The coming boom in medical travel could help both rich and poor.
Health care has long seemed one of the most local of all industries. Yet beneath the bandages, globalization is thriving.
The outsourcing of record keeping and the reading of x-rays is already a multibillion-dollar business. Recruitment of doctors and nurses from the developing world by rich countries is also common, if controversial. The next growth area for the industry is the flow of patients in the other direction -- known as "medical tourism" -- which is on the threshold of a dramatic boom.
Tens of millions of middle-class Americans are uninsured or underinsured and soaring health costs are pushing them and cost-conscious employers and insurers to look abroad for savings.
At the same time, the best hospitals in Asia and Latin America now rival or surpass many hospitals in the rich world for safety and quality. By one estimate, Americans can save 85 percent by shopping around, and the number who will travel for care is expected to rocket from under 1 million last year to 10 million by 2012 -- by which time it will deprive American hospitals of some $160 billion of annual business.
Brain drain or net gain?
The coming boom has its critics. Some worry that a flood of foreigners into developing countries will divert money and expertise from state health systems that are already overwhelmed -- an internal brain drain that will worsen care for ordinary people. Others decry it as a distraction from the need to cut costs and improve quality in rich-world health systems.
But the private sector cannot be blamed for the failings of state-run health bureaucracies in developing countries, which neglected the poor long before medical tourists arrived. And the foreigners' arrival could improve things in developing countries, for the poor as well as the rich.

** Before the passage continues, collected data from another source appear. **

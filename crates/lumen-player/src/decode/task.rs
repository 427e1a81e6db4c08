//! The decoder thread: pull, pace, convert, publish. Loops on end of stream.

use std::sync::Arc;
use std::sync::atomic::{AtomicBool, AtomicU64, Ordering};
use std::thread::{self, JoinHandle};
use std::time::{Duration, Instant};

use crossbeam_channel::{Receiver, RecvTimeoutError, Sender};
use thiserror::Error;

use super::source::{FrameSource, Interrupter, SourceError, SourceInfo};
use crate::handoff::Publisher;
use crate::media::{self, Frame};

/// Longest pacing sleep for one frame. Guards against timestamp jumps.
const MAX_PACE_WAIT: Duration = Duration::from_secs(5);

/// Progress events (`Started`, `Looped`) queued for an owner that is not
/// polling. Later ones are dropped; `DecoderStats::loops` stays exact.
const EVENT_BACKLOG: usize = 16;

#[derive(Debug, Clone)]
pub struct DecoderOptions {
    /// Sleep until each frame's presentation time. Off decodes flat out.
    pub pace: bool,
    /// Scale every frame to this size before publishing.
    pub target_size: Option<(u32, u32)>,
    /// Backoff between retries after `WouldBlock`.
    pub retry_backoff: Duration,
}

impl Default for DecoderOptions {
    fn default() -> Self {
        Self {
            pace: true,
            target_size: None,
            retry_backoff: Duration::from_millis(1),
        }
    }
}

/// A decode failure as the presentation driver sees it.
#[derive(Debug, Clone, Error, PartialEq, Eq)]
#[error("{op}: {reason}")]
pub struct DecodeFailure {
    pub op: String,
    pub reason: String,
}

impl DecodeFailure {
    fn new(op: impl Into<String>, reason: impl ToString) -> Self {
        Self {
            op: op.into(),
            reason: reason.to_string(),
        }
    }
}

#[derive(Debug, Clone, PartialEq)]
pub enum DecoderEvent {
    Started(SourceInfo),
    Looped { count: u64 },
    Failed(DecodeFailure),
    Stopped,
}

/// Snapshot of the decoder's counters.
#[derive(Debug, Clone, Copy, Default, PartialEq, Eq)]
pub struct DecoderStats {
    /// Frames published since the task started (across loops).
    pub frames: u64,
    /// Frames published since the last loop restart.
    pub position: u64,
    pub retries: u64,
    pub loops: u64,
}

#[derive(Default)]
struct Counters {
    frames: AtomicU64,
    position: AtomicU64,
    retries: AtomicU64,
    loops: AtomicU64,
}

impl Counters {
    fn snapshot(&self) -> DecoderStats {
        DecoderStats {
            frames: self.frames.load(Ordering::Relaxed),
            position: self.position.load(Ordering::Relaxed),
            retries: self.retries.load(Ordering::Relaxed),
            loops: self.loops.load(Ordering::Relaxed),
        }
    }
}

/// Owner-side handle to a running decoder thread.
pub struct DecoderHandle {
    info: SourceInfo,
    events: Receiver<DecoderEvent>,
    /// `Failed` and `Stopped` only, so they are never dropped.
    terminal: Receiver<DecoderEvent>,
    stop: Arc<AtomicBool>,
    /// Dropping this wakes the thread out of a pacing sleep.
    wake: Option<Sender<()>>,
    interrupter: Option<Interrupter>,
    counters: Arc<Counters>,
    failure: Option<DecodeFailure>,
    thread: Option<JoinHandle<()>>,
}

pub struct DecoderTask;

impl DecoderTask {
    /// Start decoding `source` into `publisher` on a dedicated thread.
    pub fn spawn<S>(
        source: S,
        publisher: Publisher<Frame>,
        options: DecoderOptions,
    ) -> std::io::Result<DecoderHandle>
    where
        S: FrameSource + 'static,
    {
        let info = source.info().clone();
        let interrupter = source.interrupter();
        let (event_tx, event_rx) = crossbeam_channel::bounded(EVENT_BACKLOG);
        let (terminal_tx, terminal_rx) = crossbeam_channel::bounded(2);
        let (wake_tx, wake_rx) = crossbeam_channel::bounded::<()>(1);
        let stop = Arc::new(AtomicBool::new(false));
        let counters = Arc::new(Counters::default());

        let worker = Worker {
            source,
            publisher,
            options,
            stop: stop.clone(),
            wake: wake_rx,
            events: event_tx,
            terminal: terminal_tx,
            counters: counters.clone(),
        };

        let thread = thread::Builder::new()
            .name("lumen-decoder".into())
            .spawn(move || worker.run())?;

        log::info!(
            "Decoder started: {} ({}x{} @ {:.2} fps, {:?})",
            info.name,
            info.width,
            info.height,
            info.fps,
            info.format
        );

        Ok(DecoderHandle {
            info,
            events: event_rx,
            terminal: terminal_rx,
            stop,
            wake: Some(wake_tx),
            interrupter,
            counters,
            failure: None,
            thread: Some(thread),
        })
    }
}

impl DecoderHandle {
    pub fn info(&self) -> &SourceInfo {
        &self.info
    }

    /// Drain pending events without blocking. Failures are remembered.
    pub fn poll_events(&mut self) -> Vec<DecoderEvent> {
        let mut events: Vec<_> = self.events.try_iter().collect();
        let terminal: Vec<_> = self.terminal.try_iter().collect();
        if !terminal.is_empty() {
            // Progress sent before the thread finished goes first
            events.extend(self.events.try_iter());
            events.extend(terminal);
        }
        for event in &events {
            if let DecoderEvent::Failed(failure) = event {
                self.failure = Some(failure.clone());
            }
        }
        events
    }

    /// The fatal error that ended decoding, if any.
    pub fn failure(&mut self) -> Option<&DecodeFailure> {
        self.poll_events();
        self.failure.as_ref()
    }

    pub fn is_running(&self) -> bool {
        if self.stop.load(Ordering::Relaxed) {
            return false;
        }
        match &self.thread {
            Some(h) => !h.is_finished(),
            None => false,
        }
    }

    pub fn stats(&self) -> DecoderStats {
        self.counters.snapshot()
    }

    /// Request a stop, unblock any pending read and join the thread.
    pub fn stop(&mut self) {
        self.stop.store(true, Ordering::SeqCst);
        self.wake.take();
        if let Some(interrupter) = &self.interrupter {
            interrupter.interrupt();
        }
        if let Some(handle) = self.thread.take() {
            if handle.join().is_err() {
                log::error!("Decoder thread panicked during shutdown");
            }
            log::info!("Decoder stopped: {}", self.info.name);
        }
    }
}

impl Drop for DecoderHandle {
    fn drop(&mut self) {
        self.stop();
    }
}

/// Sleeps until each frame's presentation time, relative to an epoch that
/// restarts on every loop.
struct Pacer {
    epoch: Instant,
    interval: Duration,
    index: u64,
    last_deadline: Option<Instant>,
}

impl Pacer {
    fn new(interval: Duration) -> Self {
        Self {
            epoch: Instant::now(),
            interval,
            index: 0,
            last_deadline: None,
        }
    }

    fn deadline(&mut self, frame: &Frame) -> Instant {
        let index = u32::try_from(self.index).unwrap_or(u32::MAX);
        let offset = frame
            .pts
            .unwrap_or_else(|| self.interval.saturating_mul(index));
        self.index += 1;
        // Unrepresentable deadlines are still bounded by MAX_PACE_WAIT
        let deadline = self
            .epoch
            .checked_add(offset)
            .unwrap_or_else(|| self.epoch + MAX_PACE_WAIT);
        self.last_deadline = Some(deadline);
        deadline
    }

    /// The next loop starts one frame interval after the last frame shown.
    fn restart(&mut self) {
        let now = Instant::now();
        self.epoch = match self.last_deadline.and_then(|last| last.checked_add(self.interval)) {
            Some(next) => next.max(now),
            None => now,
        };
        self.index = 0;
        self.last_deadline = None;
    }
}

struct Worker<S> {
    source: S,
    publisher: Publisher<Frame>,
    options: DecoderOptions,
    stop: Arc<AtomicBool>,
    wake: Receiver<()>,
    events: Sender<DecoderEvent>,
    terminal: Sender<DecoderEvent>,
    counters: Arc<Counters>,
}

impl<S: FrameSource> Worker<S> {
    fn run(mut self) {
        let name = self.source.info().name.clone();
        let _ = self
            .events
            .try_send(DecoderEvent::Started(self.source.info().clone()));

        let result = std::panic::catch_unwind(std::panic::AssertUnwindSafe(|| self.decode_loop()));
        let outcome = match result {
            Ok(outcome) => outcome,
            Err(e) => {
                let msg = if let Some(s) = e.downcast_ref::<&str>() {
                    s.to_string()
                } else if let Some(s) = e.downcast_ref::<String>() {
                    s.clone()
                } else {
                    "unknown panic".into()
                };
                Err(DecodeFailure::new("decode", format!("decoder panicked: {msg}")))
            }
        };

        match outcome {
            Ok(()) => {
                log::debug!("Decoder loop for {name} exited");
            }
            Err(failure) => {
                log::error!("Decoding {name} failed in {}: {}", failure.op, failure.reason);
                let _ = self.terminal.send(DecoderEvent::Failed(failure));
            }
        }
        let _ = self.terminal.send(DecoderEvent::Stopped);
    }

    fn stopping(&self) -> bool {
        self.stop.load(Ordering::SeqCst) || !self.publisher.has_subscriber()
    }

    /// Sleep for `d` unless a stop is requested first. Returns false on stop.
    fn sleep(&self, d: Duration) -> bool {
        match self.wake.recv_timeout(d) {
            Err(RecvTimeoutError::Timeout) => !self.stopping(),
            Ok(()) | Err(RecvTimeoutError::Disconnected) => false,
        }
    }

    fn decode_loop(&mut self) -> Result<(), DecodeFailure> {
        let info = self.source.info().clone();
        let pace = self.options.pace && !info.live;
        let mut pacer = Pacer::new(info.frame_interval());
        let mut since_rewind: u64 = 0;

        while !self.stopping() {
            match self.source.next_frame() {
                Ok(frame) => {
                    since_rewind += 1;
                    if pace {
                        let deadline = pacer.deadline(&frame);
                        let wait = deadline.saturating_duration_since(Instant::now());
                        if !wait.is_zero() && !self.sleep(wait.min(MAX_PACE_WAIT)) {
                            break;
                        }
                    }

                    let frame = self.prepare(frame)?;
                    self.publisher.publish_with(move |seq| Frame { seq, ..frame });
                    self.counters.frames.fetch_add(1, Ordering::Relaxed);
                    self.counters.position.fetch_add(1, Ordering::Relaxed);
                }
                Err(SourceError::WouldBlock) => {
                    self.counters.retries.fetch_add(1, Ordering::Relaxed);
                    if !self.sleep(self.options.retry_backoff) {
                        break;
                    }
                }
                Err(SourceError::EndOfStream) => {
                    // Teardown closes the input, which reads as end of stream.
                    if self.stopping() {
                        break;
                    }
                    if since_rewind == 0 {
                        return Err(DecodeFailure::new("rewind", "source produced no frames"));
                    }
                    self.source
                        .rewind()
                        .map_err(|e| DecodeFailure::new("rewind", e))?;
                    since_rewind = 0;
                    pacer.restart();
                    self.counters.position.store(0, Ordering::Relaxed);
                    let count = self.counters.loops.fetch_add(1, Ordering::Relaxed) + 1;
                    log::debug!("{} looped ({count})", info.name);
                    let _ = self.events.try_send(DecoderEvent::Looped { count });
                }
                Err(SourceError::Fatal { op, reason }) => {
                    if self.stopping() {
                        break;
                    }
                    return Err(DecodeFailure::new(op, reason));
                }
            }
        }
        Ok(())
    }

    fn prepare(&self, frame: Frame) -> Result<Frame, DecodeFailure> {
        let frame = media::to_rgba(frame).map_err(|e| DecodeFailure::new("convert", e))?;
        match self.options.target_size {
            Some((w, h)) => media::scale_to(frame, w, h).map_err(|e| DecodeFailure::new("scale", e)),
            None => Ok(frame),
        }
    }
}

Although the hospitals that cater to medical tourists will, of course, employ local staff, they will also create jobs, tempt home expatriate doctors and nurses, encourage locals to train as medics, spread know-how and treat local people.
The flight of America's "medical refugees" is indeed a symptom of a troubled health system back home. Yet medical tourism need not be a distraction from necessary reforms, but could be a catalyst to them. The prospect of losing revenue to India or Thailand is already shocking hospital administrators and insurers into raising standards, increasing price transparency and lowering costs. It may even bring to a head the growing political pressure for reform.
If medical tourism is to live up to this promise, several barriers must be swept away. In parts of America, arcane restrictions still forbid out-of-state doctors from consulting with patients on the Internet or by phone, which inhibits follow-up care for medical tourists. Legal and insurance barriers make it hard for employers to give employees a financial incentive to choose medical tourism over local options -- even though insurers are allowed to offer such incentives to prompt patients to pick cheaper doctors inside America.
In developing countries, the system for training doctors and nurses is often monolithic and state-financed. That makes it hard for the private-sector medical business to grow without depleting state coffers.
A sensible model is the one employed in the Philippines, which allows nurses to work in the private sector or abroad if they repay their student loans. And part of the financial windfall that sick foreigners could bring to poor countries that welcome them should be spent on medical care for the poorest.
If governments make the best of the boom, then medical tourism should improve the health of rich and poor alike.